Once the line containing "use thiserror::Error;" is found in the entries below, reproduce it and every line after it, stopping at and including the line containing "could plausibly succeed."; reproduce nothing else, and keep each line exact.
::::::::
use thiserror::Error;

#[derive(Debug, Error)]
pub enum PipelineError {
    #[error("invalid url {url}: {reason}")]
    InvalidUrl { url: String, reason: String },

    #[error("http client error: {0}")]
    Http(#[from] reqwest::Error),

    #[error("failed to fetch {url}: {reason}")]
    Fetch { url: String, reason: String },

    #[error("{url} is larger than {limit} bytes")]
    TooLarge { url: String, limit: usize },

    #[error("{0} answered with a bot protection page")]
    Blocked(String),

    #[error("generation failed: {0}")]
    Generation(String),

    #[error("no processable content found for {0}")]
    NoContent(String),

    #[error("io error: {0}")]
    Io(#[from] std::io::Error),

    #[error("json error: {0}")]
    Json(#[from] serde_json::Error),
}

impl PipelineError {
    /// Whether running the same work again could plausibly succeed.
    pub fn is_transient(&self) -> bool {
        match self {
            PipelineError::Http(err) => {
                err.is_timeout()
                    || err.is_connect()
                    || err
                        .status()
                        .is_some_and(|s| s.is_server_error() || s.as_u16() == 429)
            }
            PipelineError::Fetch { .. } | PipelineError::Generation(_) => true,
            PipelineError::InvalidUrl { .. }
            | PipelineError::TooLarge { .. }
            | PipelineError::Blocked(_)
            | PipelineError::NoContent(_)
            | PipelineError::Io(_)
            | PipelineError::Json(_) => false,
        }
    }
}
::::::::
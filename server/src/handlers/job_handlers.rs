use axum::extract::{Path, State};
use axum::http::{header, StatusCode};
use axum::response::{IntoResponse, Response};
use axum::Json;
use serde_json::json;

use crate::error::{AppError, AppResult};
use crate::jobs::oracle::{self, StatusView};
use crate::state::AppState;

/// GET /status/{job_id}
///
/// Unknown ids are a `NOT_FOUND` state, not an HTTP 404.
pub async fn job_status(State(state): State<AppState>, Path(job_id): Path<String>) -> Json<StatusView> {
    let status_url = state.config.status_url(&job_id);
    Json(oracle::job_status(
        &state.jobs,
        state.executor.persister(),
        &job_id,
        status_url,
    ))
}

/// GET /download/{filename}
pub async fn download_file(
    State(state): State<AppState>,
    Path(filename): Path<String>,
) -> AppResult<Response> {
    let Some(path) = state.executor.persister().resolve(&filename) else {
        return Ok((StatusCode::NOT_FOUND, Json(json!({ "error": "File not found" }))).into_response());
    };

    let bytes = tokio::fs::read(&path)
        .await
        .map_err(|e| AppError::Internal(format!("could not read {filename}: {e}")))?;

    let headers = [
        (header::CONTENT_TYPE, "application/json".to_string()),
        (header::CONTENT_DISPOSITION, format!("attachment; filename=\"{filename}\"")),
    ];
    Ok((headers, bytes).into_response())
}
::::::::
**Reply**
use thiserror::Error;

#[derive(Debug, Error)]
pub enum PipelineError {
    #[error("invalid url {url}: {reason}")]
    InvalidUrl { url: String, reason: String },

    #[error("http client error: {0}")]
    Http(#[from] reqwest::Error),

    #[error("failed to fetch {url}: {reason}")]
    Fetch { url: String, reason: String },

    #[error("{url} is larger than {limit} bytes")]
    TooLarge { url: String, limit: usize },

    #[error("{0} answered with a bot protection page")]
    Blocked(String),

    #[error("generation failed: {0}")]
    Generation(String),

    #[error("no processable content found for {0}")]
    NoContent(String),

    #[error("io error: {0}")]
    Io(#[from] std::io::Error),

    #[error("json error: {0}")]
    Json(#[from] serde_json::Error),
}

impl PipelineError {
    /// Whether running the same work again could plausibly succeed.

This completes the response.